Pension Protection Act of 2006 (effective August 17, 2006)

  • Beginning January 1, 2007,  nonspouse beneficiaries of a Qualified Employer Plan are aloowed to do a "direct" rollover into an Inherited IRA at a financial institution if the plan allows. They must begin taking single life expectancy payouts death distributions beginning the year after the owner's death unless the five year option is available to them.
  • Beginning January 1, 2008, both pre-tax and after-tax contributions in a Qualified Employer Plan are able to be rolled into a Roth IRA regardless of income limits.  Pre-tax contributions rolled into the Roth will be includible in income the year they are rolled over.
  • Qualified reservists called to active duty beginning on 9/11/01 and may take penalty-free withdrawals from their IRAs and have two years after discharge of active duty to roll the funds back in.  This expired in 12/2007 but was made permanent as part of the HEART Act of 2008.
  • Many of the provisions of EGTRRA that were set to expire - including the Savers Tax Credit provision - are made permanent.

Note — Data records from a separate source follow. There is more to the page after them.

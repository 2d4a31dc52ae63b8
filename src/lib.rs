//! Toolscope — an MCP tool-aggregation proxy with semantic tool discovery.
//!
//! Fronts a fleet of upstream MCP servers (stdio, streamable HTTP, SSE)
//! behind a single MCP endpoint. Instead of pushing every upstream tool
//! into a client's context window, clients query in natural language and
//! get back a small ranked set of tools with ready-to-use invocation
//! templates.
//!
//! Module layout follows the dependency order: providers (embedding/chat
//! backends) → upstream (session supervision) → index (vector store and
//! search) → server (meta-tools and HTTP front-end).

pub mod config;
pub mod index;
pub mod providers;
pub mod server;
pub mod upstream;

pub use config::AppConfig;
pub use index::{PhraseGenerator, ToolIndex};
pub use server::{AppState, MetaToolHandler};
pub use upstream::Supervisor;
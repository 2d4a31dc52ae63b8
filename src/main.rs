use std::net::SocketAddr;
use std::path::PathBuf;
use std::sync::Arc;

use anyhow::Context;
use clap::Parser;
use tokio::net::TcpListener;
use tracing_subscriber::{layer::SubscriberExt, util::SubscriberInitExt, EnvFilter};

use toolscope::config::AppConfig;
use toolscope::index::{PhraseGenerator, ToolIndex};
use toolscope::providers::{OllamaChat, OllamaEmbedding};
use toolscope::server::{self, AppState, MetaToolHandler};
use toolscope::upstream::Supervisor;

#[derive(Parser, Debug)]
#[command(author, version, about, long_about = None)]
struct Args {
    /// Path to the configuration file (JSON)
    #[arg(short, long, env = "TOOLSCOPE_CONFIG", default_value = "toolscope.json")]
    config: PathBuf,

    /// Raise log verbosity to debug
    #[arg(long)]
    debug: bool,
}

#[tokio::main]
async fn main() -> anyhow::Result<()> {
    let args = Args::parse();

    let config = AppConfig::load(&args.config)
        .with_context(|| format!("loading config from {}", args.config.display()))?;

    init_tracing(&config.logging.log_level.default, args.debug);

    tracing::info!(
        version = env!("CARGO_PKG_VERSION"),
        config = %args.config.display(),
        pid = std::process::id(),
        "toolscope starting"
    );

    // Providers
    let embedding = Arc::new(
        OllamaEmbedding::new(&config.semantic_kernel.ollama_embedding)
            .context("building embedding client")?,
    );
    let phrases = if config.semantic_kernel.use_enhanced_phrase_generation {
        let chat = Arc::new(
            OllamaChat::new(&config.semantic_kernel.ollama_chat)
                .context("building chat client")?,
        );
        PhraseGenerator::with_chat(
            chat,
            config.semantic_kernel.ollama_chat.phrase_generation_prompt.clone(),
            config.semantic_kernel.ollama_chat.temperature,
        )
    } else {
        PhraseGenerator::heuristic()
    };

    // Upstream fleet
    let supervisor = Arc::new(
        Supervisor::from_configs(config.mcp_servers.clone())
            .context("building upstream supervisor")?,
    );
    let (started, total) = supervisor.start_all().await;
    tracing::info!(started, total, "upstream servers started");

    // Tool index
    let index = Arc::new(ToolIndex::new(
        supervisor.clone(),
        embedding,
        phrases,
        config.semantic_kernel.vector_store.collection_name.clone(),
        config.semantic_kernel.vector_store.embedding_dimensions,
    ));
    match index.refresh().await {
        Ok(stats) => tracing::info!(
            servers = stats.servers,
            tools_indexed = stats.tools_indexed,
            tools_skipped = stats.tools_skipped,
            "initial index build complete"
        ),
        Err(e) => tracing::warn!(
            error = %e,
            "initial index build failed; search is unavailable until refresh_tool_index succeeds"
        ),
    }

    // HTTP front-end
    let handler = Arc::new(MetaToolHandler::new(index.clone(), supervisor.clone()));
    let app = server::router(AppState { handler, index });

    let addr: SocketAddr = format!("{}:{}", config.mcp_server.host, config.mcp_server.port)
        .parse()
        .or_else(|_| {
            // "localhost" and other hostnames are not SocketAddrs; fall back
            // to loopback with the configured port.
            format!("127.0.0.1:{}", config.mcp_server.port).parse()
        })
        .context("resolving listen address")?;

    let listener = TcpListener::bind(addr)
        .await
        .with_context(|| format!("binding {addr}"))?;
    tracing::info!(address = %addr, "MCP endpoint listening at /mcp");

    axum::serve(listener, app)
        .with_graceful_shutdown(server::shutdown_signal())
        .await
        .context("serving HTTP")?;

    supervisor.stop_all().await;
    tracing::info!("shutdown complete");
    Ok(())
}

/// Initialize the tracing subscriber.
///
/// `RUST_LOG` wins when set; otherwise the configured level applies, and
/// `--debug` raises everything to debug.
fn init_tracing(configured_level: &str, debug: bool) {
    let default_directive = if debug {
        "debug".to_string()
    } else {
        normalize_level(configured_level)
    };

    let filter = EnvFilter::try_from_default_env()
        .unwrap_or_else(|_| EnvFilter::new(format!("toolscope={default_directive},warn")));

    tracing_subscriber::registry()
        .with(filter)
        .with(tracing_subscriber::fmt::layer())
        .init();
}

/// Map config log-level names (including .NET-style ones carried by the
/// config format) onto tracing directives.
fn normalize_level(level: &str) -> String {
    match level.to_ascii_lowercase().as_str() {
        "trace" => "trace",
        "debug" => "debug",
        "information" | "info" => "info",
        "warning" | "warn" => "warn",
        "error" | "critical" => "error",
        _ => "info",
    }
    .to_string()
}
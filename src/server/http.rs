//! HTTP front-end: the `/mcp` JSON-RPC endpoint plus auxiliary routes.
//!
//! `POST /mcp` speaks the MCP streamable-HTTP framing: each request is
//! answered with plain JSON, or with a single-event SSE body when the
//! client's `Accept` header asks for `text/event-stream`. `GET /mcp` opens
//! a legacy SSE channel that announces `/mcp` as the POST endpoint.

use std::convert::Infallible;
use std::sync::Arc;

use axum::{
    extract::State,
    http::{header, HeaderMap, StatusCode},
    response::{
        sse::{Event, KeepAlive, Sse},
        IntoResponse, Response,
    },
    routing::{get, post},
    Json, Router,
};
use futures::{stream, StreamExt};
use serde::Deserialize;
use serde_json::{json, Value};
use tower_http::trace::TraceLayer;

use crate::index::ToolIndex;
use crate::upstream::types::error_codes;

use super::meta::{meta_tool_definitions, MetaToolHandler};
use super::rpc::{tool_result_text, RpcRequest, RpcResponse};

// ─── State & router ──────────────────────────────────────────────────────────

/// Shared state for all handlers.
#[derive(Clone)]
pub struct AppState {
    pub handler: Arc<MetaToolHandler>,
    pub index: Arc<ToolIndex>,
}

/// Build the application router.
pub fn router(state: AppState) -> Router {
    Router::new()
        .route("/mcp", post(mcp_post).get(mcp_sse))
        .route("/health", get(health))
        .route("/tool-index-info", get(tool_index_info))
        .route("/search-tools", post(search_tools))
        .layer(TraceLayer::new_for_http())
        .with_state(state)
}

// ─── /mcp ────────────────────────────────────────────────────────────────────

async fn mcp_post(
    State(state): State<AppState>,
    headers: HeaderMap,
    body: String,
) -> Response {
    let wants_sse = headers
        .get(header::ACCEPT)
        .and_then(|v| v.to_str().ok())
        .map(|accept| accept.contains("text/event-stream"))
        .unwrap_or(false);

    let request: RpcRequest = match serde_json::from_str(&body) {
        Ok(request) => request,
        Err(e) => {
            let response = RpcResponse::error(
                Value::Null,
                error_codes::PARSE_ERROR,
                format!("invalid JSON-RPC request: {e}"),
            );
            return rpc_reply(response, wants_sse);
        }
    };

    if request.is_notification() {
        return StatusCode::ACCEPTED.into_response();
    }
    let id = request.id.clone().unwrap_or(Value::Null);

    let response = match request.method.as_str() {
        "initialize" => RpcResponse::success(
            id,
            json!({
                "protocolVersion": "2024-11-05",
                "capabilities": {"tools": {"listChanged": false}},
                "serverInfo": {
                    "name": env!("CARGO_PKG_NAME"),
                    "version": env!("CARGO_PKG_VERSION"),
                },
            }),
        ),
        "ping" => RpcResponse::success(id, json!({})),
        "tools/list" => RpcResponse::success(id, json!({"tools": meta_tool_definitions()})),
        "tools/call" => {
            let params = request.params.unwrap_or(Value::Null);
            let Some(tool_name) = params.get("name").and_then(|n| n.as_str()) else {
                return rpc_reply(
                    RpcResponse::error(
                        id,
                        error_codes::INVALID_PARAMS,
                        "tools/call requires params.name",
                    ),
                    wants_sse,
                );
            };
            let arguments = params.get("arguments").cloned().unwrap_or_else(|| json!({}));

            let output = state.handler.dispatch(tool_name, &arguments).await;
            RpcResponse::success(id, tool_result_text(&output.text, output.is_error))
        }
        other => RpcResponse::error(
            id,
            error_codes::METHOD_NOT_FOUND,
            format!("method '{other}' is not supported"),
        ),
    };

    rpc_reply(response, wants_sse)
}

/// Serialize a JSON-RPC reply as plain JSON or a single-event SSE body.
fn rpc_reply(response: RpcResponse, wants_sse: bool) -> Response {
    if !wants_sse {
        return Json(response).into_response();
    }

    let payload = serde_json::to_string(&response).unwrap_or_else(|_| "{}".to_string());
    let body = format!("event: message\ndata: {payload}\n\n");
    (
        [(header::CONTENT_TYPE, "text/event-stream")],
        body,
    )
        .into_response()
}

/// Legacy SSE channel: announce the POST endpoint, then keep the stream
/// open with keepalive comments.
async fn mcp_sse() -> Sse<impl futures::Stream<Item = Result<Event, Infallible>>> {
    let endpoint = stream::once(async { Ok(Event::default().event("endpoint").data("/mcp")) });
    let stream = endpoint.chain(stream::pending());
    Sse::new(stream).keep_alive(KeepAlive::default())
}

// ─── Auxiliary endpoints ─────────────────────────────────────────────────────

async fn health() -> &'static str {
    "MCP Server is running"
}

async fn tool_index_info(State(state): State<AppState>) -> Json<Value> {
    let info = state.index.info();
    Json(json!({
        "ServiceType": "McpToolAggregationProxy",
        "IsSemanticKernelEnabled": true,
        "ServerCount": info.server_count,
        "ToolCount": info.tool_count,
    }))
}

#[derive(Debug, Deserialize)]
#[serde(rename_all = "PascalCase")]
struct SearchToolsRequest {
    #[serde(default)]
    prompt: String,
    max_results: Option<usize>,
    min_relevance_score: Option<f32>,
}

async fn search_tools(
    State(state): State<AppState>,
    Json(request): Json<SearchToolsRequest>,
) -> Response {
    if request.prompt.trim().is_empty() {
        return (
            StatusCode::BAD_REQUEST,
            Json(json!({"error": "Prompt must not be empty"})),
        )
            .into_response();
    }

    let max_results = request.max_results.unwrap_or(5);
    let min_score = request.min_relevance_score.unwrap_or(0.55);

    match state.index.search(&request.prompt, max_results, min_score).await {
        Ok(results) => {
            let tools: Vec<Value> = results
                .iter()
                .map(|result| {
                    json!({
                        "ServerName": result.server_name,
                        "ToolName": result.tool.name,
                        "Description": result.tool.description,
                        "Score": result.score,
                        "Parameters": result.tool.parameters.iter().map(|p| {
                            json!({
                                "Name": p.name,
                                "Type": p.type_name,
                                "Description": p.description,
                                "Required": p.required,
                            })
                        }).collect::<Vec<_>>(),
                    })
                })
                .collect();

            Json(json!({
                "Query": request.prompt,
                "MaxResults": max_results,
                "MinRelevanceScore": min_score,
                "Tools": tools,
            }))
            .into_response()
        }
        Err(e) => {
            tracing::error!(error = %e, "search-tools request failed");
            (
                StatusCode::INTERNAL_SERVER_ERROR,
                Json(json!({"error": e.to_string()})),
            )
                .into_response()
        }
    }
}

// ─── Shutdown ────────────────────────────────────────────────────────────────

/// Wait for Ctrl+C or SIGTERM.
pub async fn shutdown_signal() {
    let ctrl_c = async {
        tokio::signal::ctrl_c()
            .await
            .expect("failed to install Ctrl+C handler");
    };

    #[cfg(unix)]
    let terminate = async {
        tokio::signal::unix::signal(tokio::signal::unix::SignalKind::terminate())
            .expect("failed to install SIGTERM handler")
            .recv()
            .await;
    };

    #[cfg(not(unix))]
    let terminate = std::future::pending::<()>();

    tokio::select! {
        _ = ctrl_c => {
            tracing::info!("received Ctrl+C, shutting down");
        }
        _ = terminate => {
            tracing::info!("received SIGTERM, shutting down");
        }
    }
}
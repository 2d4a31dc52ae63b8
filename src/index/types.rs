//! Index data types: vector records, snapshots, and search results.

use chrono::{DateTime, Utc};

use crate::upstream::types::ToolDescriptor;

// ─── Records ─────────────────────────────────────────────────────────────────

/// The authoritative record id: `"{server}.{tool}"`.
///
/// Dots inside either name are permitted; the pair is the key.
pub fn record_id(server: &str, tool: &str) -> String {
    format!("{server}.{tool}")
}

/// One entry in the vector store: metadata plus the embedding for one
/// `(server, tool)` pair. Replaced wholesale on reindex.
#[derive(Debug, Clone)]
pub struct ToolVectorRecord {
    pub id: String,
    pub server_name: String,
    pub tool_name: String,
    pub description: String,
    /// The parameter list as captured at discovery, serialized.
    pub parameters_json: String,
    pub parameter_count: usize,
    pub parameter_names: Vec<String>,
    /// Retained for debugging; search only needs the embedding.
    pub search_phrase: String,
    pub embedding: Vec<f32>,
    pub last_updated: DateTime<Utc>,
}

// ─── Snapshot ────────────────────────────────────────────────────────────────

/// The published index state. Built off to the side during refresh and
/// swapped in as one unit, so readers observe either the full old state or
/// the full new state.
#[derive(Debug, Default)]
pub struct IndexSnapshot {
    /// Server name → tool descriptors, preserving config order for servers
    /// and upstream order for tools.
    pub by_server: Vec<(String, Vec<ToolDescriptor>)>,
    /// Record id → vector record, ordered for deterministic iteration.
    pub records: std::collections::BTreeMap<String, ToolVectorRecord>,
    pub last_refresh: Option<DateTime<Utc>>,
}

impl IndexSnapshot {
    pub fn server_tools(&self, name: &str) -> Option<&[ToolDescriptor]> {
        self.by_server
            .iter()
            .find(|(server, _)| server == name)
            .map(|(_, tools)| tools.as_slice())
    }

    pub fn tool_count(&self) -> usize {
        self.by_server.iter().map(|(_, tools)| tools.len()).sum()
    }

    /// Find the descriptor backing a record.
    pub fn descriptor(&self, server: &str, tool: &str) -> Option<&ToolDescriptor> {
        self.server_tools(server)?
            .iter()
            .find(|t| t.name == tool)
    }
}

// ─── Search & stats ──────────────────────────────────────────────────────────

/// One ranked hit from a semantic search.
#[derive(Debug, Clone)]
pub struct SearchResult {
    pub server_name: String,
    pub tool: ToolDescriptor,
    /// Cosine similarity clamped to `[0, 1]`.
    pub score: f32,
}

/// Outcome of one index refresh.
#[derive(Debug, Clone, PartialEq, Eq)]
pub struct RefreshStats {
    pub servers: usize,
    pub tools_indexed: usize,
    pub tools_skipped: usize,
    /// True when this caller observed another refresh complete while
    /// waiting and adopted its outcome.
    pub coalesced: bool,
}

/// Summary counts for the info surfaces.
#[derive(Debug, Clone)]
pub struct IndexInfo {
    pub collection_name: String,
    pub server_count: usize,
    pub tool_count: usize,
    /// `(server, tool_count)` in listing order.
    pub per_server: Vec<(String, usize)>,
    pub last_refresh: Option<DateTime<Utc>>,
}

// ─── Tests ───────────────────────────────────────────────────────────────────
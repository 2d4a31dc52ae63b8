//! Search-phrase derivation.
//!
//! Every tool is represented in the vector store by a derived phrase. The
//! default template bakes the server name into the phrase so that queries
//! naming a server rank its tools higher. Optionally a chat model rewrites
//! each tool into a richer phrase; that path is a quality knob only — any
//! per-tool failure falls back to the template.

use std::sync::Arc;

use crate::providers::ChatProvider;
use crate::upstream::types::ToolDescriptor;

/// Default system prompt for LLM-assisted phrase generation.
///
/// `{tool_name}`, `{description}`, and `{server_name}` are substituted
/// before the prompt is sent.
pub const DEFAULT_PHRASE_PROMPT: &str = "You rewrite tool metadata into search phrases. \
Write 2-3 short imperative sentences describing what the tool does and when to use it. \
Mention the server and tool name together exactly once, at the end, as \
'{tool_name} from {server_name}'. Output only the phrase.";

/// The templated phrase used when no chat model is configured (or when one
/// fails for a tool).
///
/// Including the server name materially shifts ranking when the query names
/// a server, which is why this replaced the plain `name: description` form.
pub fn heuristic_phrase(server_name: &str, tool: &ToolDescriptor) -> String {
    format!(
        "\"{tool}\" that is used for \"{description}\". \"{tool}\" is available from the server: {server}.",
        tool = tool.name,
        description = tool.description,
        server = server_name,
    )
}

// ─── PhraseGenerator ─────────────────────────────────────────────────────────

/// Produces one search phrase per `(server, tool)` pair.
pub struct PhraseGenerator {
    chat: Option<Arc<dyn ChatProvider>>,
    prompt_template: String,
    temperature: f32,
}

impl PhraseGenerator {
    /// Heuristic-only generator.
    pub fn heuristic() -> Self {
        Self {
            chat: None,
            prompt_template: DEFAULT_PHRASE_PROMPT.to_string(),
            temperature: 0.0,
        }
    }

    /// LLM-assisted generator. `prompt_template` overrides the default.
    pub fn with_chat(
        chat: Arc<dyn ChatProvider>,
        prompt_template: Option<String>,
        temperature: f32,
    ) -> Self {
        Self {
            chat: Some(chat),
            prompt_template: prompt_template
                .unwrap_or_else(|| DEFAULT_PHRASE_PROMPT.to_string()),
            temperature,
        }
    }

    /// Whether the chat model participates in phrase generation.
    pub fn is_enhanced(&self) -> bool {
        self.chat.is_some()
    }

    /// Generate phrases for all tools, in order.
    ///
    /// All phrases complete before any embedding is requested so the
    /// embedding and chat backends are never loaded in alternation. A
    /// per-tool chat failure logs and falls back to the heuristic phrase
    /// for that tool only.
    pub async fn generate_all(&self, tools: &[(String, ToolDescriptor)]) -> Vec<String> {
        let Some(chat) = self.chat.as_ref() else {
            return tools
                .iter()
                .map(|(server, tool)| heuristic_phrase(server, tool))
                .collect();
        };

        let mut phrases = Vec::with_capacity(tools.len());
        for (server, tool) in tools {
            let system = self
                .prompt_template
                .replace("{tool_name}", &tool.name)
                .replace("{description}", &tool.description)
                .replace("{server_name}", server);
            let user = format!(
                "Server: {server}\nTool: {name}\nDescription: {description}",
                name = tool.name,
                description = tool.description,
            );

            match chat.complete(&system, &user, self.temperature).await {
                Ok(phrase) => phrases.push(phrase),
                Err(e) => {
                    tracing::warn!(
                        server = %server,
                        tool = %tool.name,
                        error = %e,
                        "phrase generation failed, using heuristic phrase"
                    );
                    phrases.push(heuristic_phrase(server, tool));
                }
            }
        }
        phrases
    }
}

// ─── Tests ───────────────────────────────────────────────────────────────────

#[cfg(test)]
mod tests {
    use super::*;
    use crate::providers::ProviderError;
    use crate::upstream::types::RawToolDefinition;
    use async_trait::async_trait;

    fn descriptor(name: &str, description: &str) -> ToolDescriptor {
        ToolDescriptor::from_raw(RawToolDefinition {
            name: name.to_string(),
            description: description.to_string(),
            input_schema: serde_json::json!({}),
        })
    }

    #[test]
    fn test_heuristic_phrase_names_server_and_tool() {
        let phrase = heuristic_phrase("Serena", &descriptor("write_memory", "save a note"));
        assert_eq!(
            phrase,
            "\"write_memory\" that is used for \"save a note\". \
             \"write_memory\" is available from the server: Serena."
        );
    }

    struct FixedChat(&'static str);

    #[async_trait]
    impl ChatProvider for FixedChat {
        async fn complete(
            &self,
            _system: &str,
            _user: &str,
            _temperature: f32,
        ) -> Result<String, ProviderError> {
            Ok(self.0.to_string())
        }
    }

    struct FailingChat;

    #[async_trait]
    impl ChatProvider for FailingChat {
        async fn complete(
            &self,
            _system: &str,
            _user: &str,
            _temperature: f32,
        ) -> Result<String, ProviderError> {
            Err(ProviderError::RequestFailed {
                url: "http://down".into(),
                reason: "connection refused".into(),
            })
        }
    }

    #[tokio::test]
    async fn test_heuristic_generator() {
        let generator = PhraseGenerator::heuristic();
        assert!(!generator.is_enhanced());

        let tools = vec![("a".to_string(), descriptor("t1", "first"))];
        let phrases = generator.generate_all(&tools).await;
        assert_eq!(phrases.len(), 1);
        assert!(phrases[0].contains("t1"));
        assert!(phrases[0].contains("server: a"));
    }

    #[tokio::test]
    async fn test_chat_generator_uses_model_output() {
        let generator =
            PhraseGenerator::with_chat(Arc::new(FixedChat("rewritten phrase")), None, 0.2);
        assert!(generator.is_enhanced());

        let tools = vec![("a".to_string(), descriptor("t1", "first"))];
        let phrases = generator.generate_all(&tools).await;
        assert_eq!(phrases, vec!["rewritten phrase"]);
    }

    #[tokio::test]
    async fn test_chat_failure_falls_back_per_tool() {
        let generator = PhraseGenerator::with_chat(Arc::new(FailingChat), None, 0.2);

        let tools = vec![
            ("a".to_string(), descriptor("t1", "first")),
            ("b".to_string(), descriptor("t2", "second")),
        ];
        let phrases = generator.generate_all(&tools).await;
        assert_eq!(phrases.len(), 2);
        assert_eq!(phrases[0], heuristic_phrase("a", &tools[0].1));
        assert_eq!(phrases[1], heuristic_phrase("b", &tools[1].1));
    }

    #[test]
    fn test_prompt_template_substitution() {
        let generator = PhraseGenerator::with_chat(
            Arc::new(FixedChat("x")),
            Some("describe {tool_name} on {server_name}".to_string()),
            0.1,
        );
        // Template is applied inside generate_all; here we only verify
        // construction keeps the override.
        assert_eq!(
            generator.prompt_template,
            "describe {tool_name} on {server_name}"
        );
    }
}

HOPE Act - beginning in 2007, IRA participants may do a "once-in-a-lifetime" distribution from their IRAs to fund a regular contribution to a Health Savings Account.  This is reported as "premature - no exception" or 'normal" depending on the IRA accountholder's age.  The contribution into the HSA will be coded as a "regular contribution" and cannot exceed the HSA contribution limit for that year.  If coming from a Traditional, it will not be includible in income, and will not be allowed a line item tax deduction for that year.

Tax Increase Prevention and Reconciliation Act of 2005 (TIPRA)

This act was signed into law in 2006 and eliminated the $100,000 modified adjusted gross income limit in 2010 for eligibility to convert or rollover to a Roth IRA.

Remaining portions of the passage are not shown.